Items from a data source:
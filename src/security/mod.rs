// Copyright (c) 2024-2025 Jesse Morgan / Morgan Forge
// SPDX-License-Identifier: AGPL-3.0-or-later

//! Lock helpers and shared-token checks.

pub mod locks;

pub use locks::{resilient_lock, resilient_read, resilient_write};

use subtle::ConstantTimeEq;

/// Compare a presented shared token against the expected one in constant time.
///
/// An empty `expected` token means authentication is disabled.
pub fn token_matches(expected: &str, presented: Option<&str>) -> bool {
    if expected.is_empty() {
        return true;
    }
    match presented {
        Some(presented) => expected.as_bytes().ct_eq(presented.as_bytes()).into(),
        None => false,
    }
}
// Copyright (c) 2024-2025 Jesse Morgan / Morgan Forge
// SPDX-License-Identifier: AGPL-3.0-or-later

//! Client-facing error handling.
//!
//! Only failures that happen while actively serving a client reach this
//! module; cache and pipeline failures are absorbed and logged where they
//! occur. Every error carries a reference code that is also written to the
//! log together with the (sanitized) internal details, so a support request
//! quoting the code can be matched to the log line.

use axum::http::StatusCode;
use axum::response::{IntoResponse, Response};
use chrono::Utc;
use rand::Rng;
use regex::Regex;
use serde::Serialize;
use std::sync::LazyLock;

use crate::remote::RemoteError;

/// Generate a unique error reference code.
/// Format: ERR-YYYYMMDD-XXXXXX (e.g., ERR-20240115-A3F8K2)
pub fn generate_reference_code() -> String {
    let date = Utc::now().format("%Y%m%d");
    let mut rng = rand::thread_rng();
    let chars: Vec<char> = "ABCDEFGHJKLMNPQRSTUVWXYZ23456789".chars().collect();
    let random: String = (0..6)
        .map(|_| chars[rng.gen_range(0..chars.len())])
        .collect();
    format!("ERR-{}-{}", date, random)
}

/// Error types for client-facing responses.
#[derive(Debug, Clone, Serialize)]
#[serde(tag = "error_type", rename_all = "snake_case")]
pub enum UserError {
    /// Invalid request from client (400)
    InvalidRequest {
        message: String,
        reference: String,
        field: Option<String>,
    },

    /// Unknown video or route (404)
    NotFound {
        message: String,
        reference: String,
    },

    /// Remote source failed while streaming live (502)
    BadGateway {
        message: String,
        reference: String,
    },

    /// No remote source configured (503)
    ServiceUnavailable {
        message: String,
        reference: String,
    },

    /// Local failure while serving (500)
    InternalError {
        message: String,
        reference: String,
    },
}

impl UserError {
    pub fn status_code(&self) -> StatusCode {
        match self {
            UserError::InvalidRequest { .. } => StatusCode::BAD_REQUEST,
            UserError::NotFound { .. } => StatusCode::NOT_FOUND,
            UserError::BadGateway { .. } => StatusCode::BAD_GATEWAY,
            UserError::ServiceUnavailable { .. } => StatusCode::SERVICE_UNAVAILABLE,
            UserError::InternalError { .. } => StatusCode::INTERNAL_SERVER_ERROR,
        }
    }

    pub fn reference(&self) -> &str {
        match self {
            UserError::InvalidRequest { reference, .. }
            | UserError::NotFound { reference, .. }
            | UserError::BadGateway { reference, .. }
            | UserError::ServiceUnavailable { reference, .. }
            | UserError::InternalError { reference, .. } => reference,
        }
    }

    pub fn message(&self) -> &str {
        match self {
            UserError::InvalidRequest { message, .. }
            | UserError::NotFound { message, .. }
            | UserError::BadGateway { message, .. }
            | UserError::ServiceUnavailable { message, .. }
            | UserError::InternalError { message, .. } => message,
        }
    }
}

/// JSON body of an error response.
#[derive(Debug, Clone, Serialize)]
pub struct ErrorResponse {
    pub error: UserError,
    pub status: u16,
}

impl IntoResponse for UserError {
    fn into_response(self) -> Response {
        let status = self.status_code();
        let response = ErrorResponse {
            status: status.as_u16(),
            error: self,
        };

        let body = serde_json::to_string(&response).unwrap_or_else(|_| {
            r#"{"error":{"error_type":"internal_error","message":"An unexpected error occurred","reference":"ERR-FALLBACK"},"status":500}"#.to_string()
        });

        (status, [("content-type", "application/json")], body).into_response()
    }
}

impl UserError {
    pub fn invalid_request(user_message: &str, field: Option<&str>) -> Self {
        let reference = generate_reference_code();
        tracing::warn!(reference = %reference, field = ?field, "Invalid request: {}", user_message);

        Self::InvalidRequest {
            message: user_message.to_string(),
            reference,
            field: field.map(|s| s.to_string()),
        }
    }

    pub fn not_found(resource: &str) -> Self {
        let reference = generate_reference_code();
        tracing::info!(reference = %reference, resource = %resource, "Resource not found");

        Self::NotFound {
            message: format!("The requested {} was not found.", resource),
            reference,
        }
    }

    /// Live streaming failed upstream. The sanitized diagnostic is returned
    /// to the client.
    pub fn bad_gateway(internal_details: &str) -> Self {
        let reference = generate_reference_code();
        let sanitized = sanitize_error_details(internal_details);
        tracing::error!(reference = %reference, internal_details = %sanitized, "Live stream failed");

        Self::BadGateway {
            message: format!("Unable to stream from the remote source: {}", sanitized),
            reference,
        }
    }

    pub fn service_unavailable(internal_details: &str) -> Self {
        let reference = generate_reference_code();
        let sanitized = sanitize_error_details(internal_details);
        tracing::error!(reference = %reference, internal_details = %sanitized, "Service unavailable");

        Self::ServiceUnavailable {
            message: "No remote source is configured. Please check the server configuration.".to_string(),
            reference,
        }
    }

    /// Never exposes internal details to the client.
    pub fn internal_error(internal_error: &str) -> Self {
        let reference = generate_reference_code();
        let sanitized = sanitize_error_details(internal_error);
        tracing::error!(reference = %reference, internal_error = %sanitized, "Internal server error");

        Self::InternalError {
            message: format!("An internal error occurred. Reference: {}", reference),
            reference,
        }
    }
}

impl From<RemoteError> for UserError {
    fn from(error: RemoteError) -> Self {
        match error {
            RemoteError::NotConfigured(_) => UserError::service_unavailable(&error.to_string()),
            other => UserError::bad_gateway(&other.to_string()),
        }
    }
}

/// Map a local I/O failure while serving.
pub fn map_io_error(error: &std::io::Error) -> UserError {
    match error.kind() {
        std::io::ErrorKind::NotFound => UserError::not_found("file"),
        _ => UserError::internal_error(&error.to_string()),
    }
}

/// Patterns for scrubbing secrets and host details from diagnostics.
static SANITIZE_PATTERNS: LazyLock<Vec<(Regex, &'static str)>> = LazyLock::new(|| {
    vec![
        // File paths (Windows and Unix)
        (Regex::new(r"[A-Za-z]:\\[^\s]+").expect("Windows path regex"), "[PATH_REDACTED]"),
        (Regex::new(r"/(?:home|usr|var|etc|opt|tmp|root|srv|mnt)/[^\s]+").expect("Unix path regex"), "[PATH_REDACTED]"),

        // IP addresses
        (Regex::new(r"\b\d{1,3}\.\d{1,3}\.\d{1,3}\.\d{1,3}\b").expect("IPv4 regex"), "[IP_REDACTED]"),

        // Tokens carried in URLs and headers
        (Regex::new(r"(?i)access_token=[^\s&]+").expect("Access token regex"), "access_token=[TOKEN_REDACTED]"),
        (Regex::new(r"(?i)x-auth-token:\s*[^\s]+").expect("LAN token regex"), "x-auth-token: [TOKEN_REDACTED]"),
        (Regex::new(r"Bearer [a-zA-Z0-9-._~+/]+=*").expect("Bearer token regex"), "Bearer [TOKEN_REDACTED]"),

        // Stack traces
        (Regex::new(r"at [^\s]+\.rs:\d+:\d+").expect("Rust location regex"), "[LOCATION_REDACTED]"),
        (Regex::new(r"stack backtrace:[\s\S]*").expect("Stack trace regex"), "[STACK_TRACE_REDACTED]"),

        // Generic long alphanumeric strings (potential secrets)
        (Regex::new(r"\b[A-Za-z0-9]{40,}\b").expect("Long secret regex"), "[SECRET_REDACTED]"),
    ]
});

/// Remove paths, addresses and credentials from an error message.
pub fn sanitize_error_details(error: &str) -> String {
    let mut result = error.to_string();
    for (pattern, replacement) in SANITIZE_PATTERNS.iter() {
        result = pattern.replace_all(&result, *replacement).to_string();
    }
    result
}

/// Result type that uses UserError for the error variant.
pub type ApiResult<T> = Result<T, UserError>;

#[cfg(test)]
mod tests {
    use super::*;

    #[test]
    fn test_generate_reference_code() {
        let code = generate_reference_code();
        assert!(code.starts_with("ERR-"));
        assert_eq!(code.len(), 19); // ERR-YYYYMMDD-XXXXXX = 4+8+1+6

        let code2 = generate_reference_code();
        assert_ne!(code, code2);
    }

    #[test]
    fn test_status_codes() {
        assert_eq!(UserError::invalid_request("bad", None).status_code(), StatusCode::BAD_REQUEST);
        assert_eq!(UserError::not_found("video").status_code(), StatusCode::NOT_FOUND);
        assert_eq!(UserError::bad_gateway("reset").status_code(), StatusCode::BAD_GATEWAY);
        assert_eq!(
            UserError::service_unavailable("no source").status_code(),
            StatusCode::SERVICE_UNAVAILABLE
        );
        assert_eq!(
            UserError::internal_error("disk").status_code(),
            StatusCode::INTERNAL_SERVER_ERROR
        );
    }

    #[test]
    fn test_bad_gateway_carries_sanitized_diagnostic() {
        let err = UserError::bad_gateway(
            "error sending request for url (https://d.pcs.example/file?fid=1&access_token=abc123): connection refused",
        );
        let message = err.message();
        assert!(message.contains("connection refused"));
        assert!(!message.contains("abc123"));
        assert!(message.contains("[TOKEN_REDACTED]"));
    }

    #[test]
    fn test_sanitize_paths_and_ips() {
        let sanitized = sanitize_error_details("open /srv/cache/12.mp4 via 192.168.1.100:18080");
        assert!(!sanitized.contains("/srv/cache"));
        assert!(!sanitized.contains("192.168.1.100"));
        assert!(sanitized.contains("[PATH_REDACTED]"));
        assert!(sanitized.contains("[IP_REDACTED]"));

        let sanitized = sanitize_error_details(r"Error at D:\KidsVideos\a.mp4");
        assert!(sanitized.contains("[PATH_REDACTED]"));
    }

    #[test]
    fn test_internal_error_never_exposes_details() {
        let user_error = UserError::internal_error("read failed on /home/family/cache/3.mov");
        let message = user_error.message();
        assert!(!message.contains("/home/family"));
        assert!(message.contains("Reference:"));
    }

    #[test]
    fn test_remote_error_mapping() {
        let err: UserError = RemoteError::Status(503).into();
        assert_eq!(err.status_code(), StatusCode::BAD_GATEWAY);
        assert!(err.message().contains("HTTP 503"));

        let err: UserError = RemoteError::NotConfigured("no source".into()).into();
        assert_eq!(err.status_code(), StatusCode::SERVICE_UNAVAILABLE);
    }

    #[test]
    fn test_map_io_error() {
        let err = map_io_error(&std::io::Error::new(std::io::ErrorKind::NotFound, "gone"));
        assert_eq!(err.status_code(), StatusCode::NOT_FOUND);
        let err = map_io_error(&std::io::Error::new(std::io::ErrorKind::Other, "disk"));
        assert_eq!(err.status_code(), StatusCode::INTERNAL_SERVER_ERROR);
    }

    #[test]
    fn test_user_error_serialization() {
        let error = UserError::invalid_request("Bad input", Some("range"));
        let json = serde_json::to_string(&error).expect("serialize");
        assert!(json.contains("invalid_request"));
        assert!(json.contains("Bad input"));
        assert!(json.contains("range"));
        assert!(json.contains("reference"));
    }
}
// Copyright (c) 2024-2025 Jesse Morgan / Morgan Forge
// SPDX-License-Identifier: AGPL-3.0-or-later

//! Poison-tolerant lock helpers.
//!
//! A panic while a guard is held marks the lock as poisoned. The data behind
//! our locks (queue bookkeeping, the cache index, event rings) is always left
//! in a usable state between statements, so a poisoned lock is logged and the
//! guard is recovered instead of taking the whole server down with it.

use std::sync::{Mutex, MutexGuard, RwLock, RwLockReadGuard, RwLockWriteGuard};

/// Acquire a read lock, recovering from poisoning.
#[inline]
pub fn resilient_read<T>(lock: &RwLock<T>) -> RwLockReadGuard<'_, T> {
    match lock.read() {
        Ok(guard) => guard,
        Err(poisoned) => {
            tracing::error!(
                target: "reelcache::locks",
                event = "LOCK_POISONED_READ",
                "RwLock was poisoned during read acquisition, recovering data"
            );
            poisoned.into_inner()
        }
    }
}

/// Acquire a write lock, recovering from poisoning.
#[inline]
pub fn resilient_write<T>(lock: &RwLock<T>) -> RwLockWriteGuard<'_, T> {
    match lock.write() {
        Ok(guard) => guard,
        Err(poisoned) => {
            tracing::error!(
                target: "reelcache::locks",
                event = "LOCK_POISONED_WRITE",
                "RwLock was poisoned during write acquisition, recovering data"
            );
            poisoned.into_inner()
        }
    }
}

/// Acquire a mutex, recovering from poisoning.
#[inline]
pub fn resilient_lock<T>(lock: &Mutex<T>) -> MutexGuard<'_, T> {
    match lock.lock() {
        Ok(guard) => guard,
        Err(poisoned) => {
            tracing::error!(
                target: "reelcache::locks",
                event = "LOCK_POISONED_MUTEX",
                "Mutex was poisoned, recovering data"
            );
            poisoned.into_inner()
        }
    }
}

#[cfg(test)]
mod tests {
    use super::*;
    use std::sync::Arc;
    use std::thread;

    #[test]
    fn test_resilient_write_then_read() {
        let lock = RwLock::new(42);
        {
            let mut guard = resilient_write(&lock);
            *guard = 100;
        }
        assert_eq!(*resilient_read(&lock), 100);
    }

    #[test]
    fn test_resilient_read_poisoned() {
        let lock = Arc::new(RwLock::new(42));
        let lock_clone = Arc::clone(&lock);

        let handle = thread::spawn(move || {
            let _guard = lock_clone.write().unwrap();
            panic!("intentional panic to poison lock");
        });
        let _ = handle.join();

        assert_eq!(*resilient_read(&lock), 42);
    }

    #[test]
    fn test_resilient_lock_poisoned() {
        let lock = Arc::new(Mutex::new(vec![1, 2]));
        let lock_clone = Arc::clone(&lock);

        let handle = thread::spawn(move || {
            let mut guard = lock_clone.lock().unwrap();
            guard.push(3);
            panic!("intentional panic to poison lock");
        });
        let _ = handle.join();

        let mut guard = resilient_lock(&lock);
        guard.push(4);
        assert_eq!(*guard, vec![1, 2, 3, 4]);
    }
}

§ Exercise prompt
Please go over the data above and copy each line with "ServiceUnavailable" in it.

§ Expected answer
    ServiceUnavailable {
            UserError::ServiceUnavailable { .. } => StatusCode::SERVICE_UNAVAILABLE,
            | UserError::ServiceUnavailable { reference, .. }
            | UserError::ServiceUnavailable { message, .. }
        Self::ServiceUnavailable {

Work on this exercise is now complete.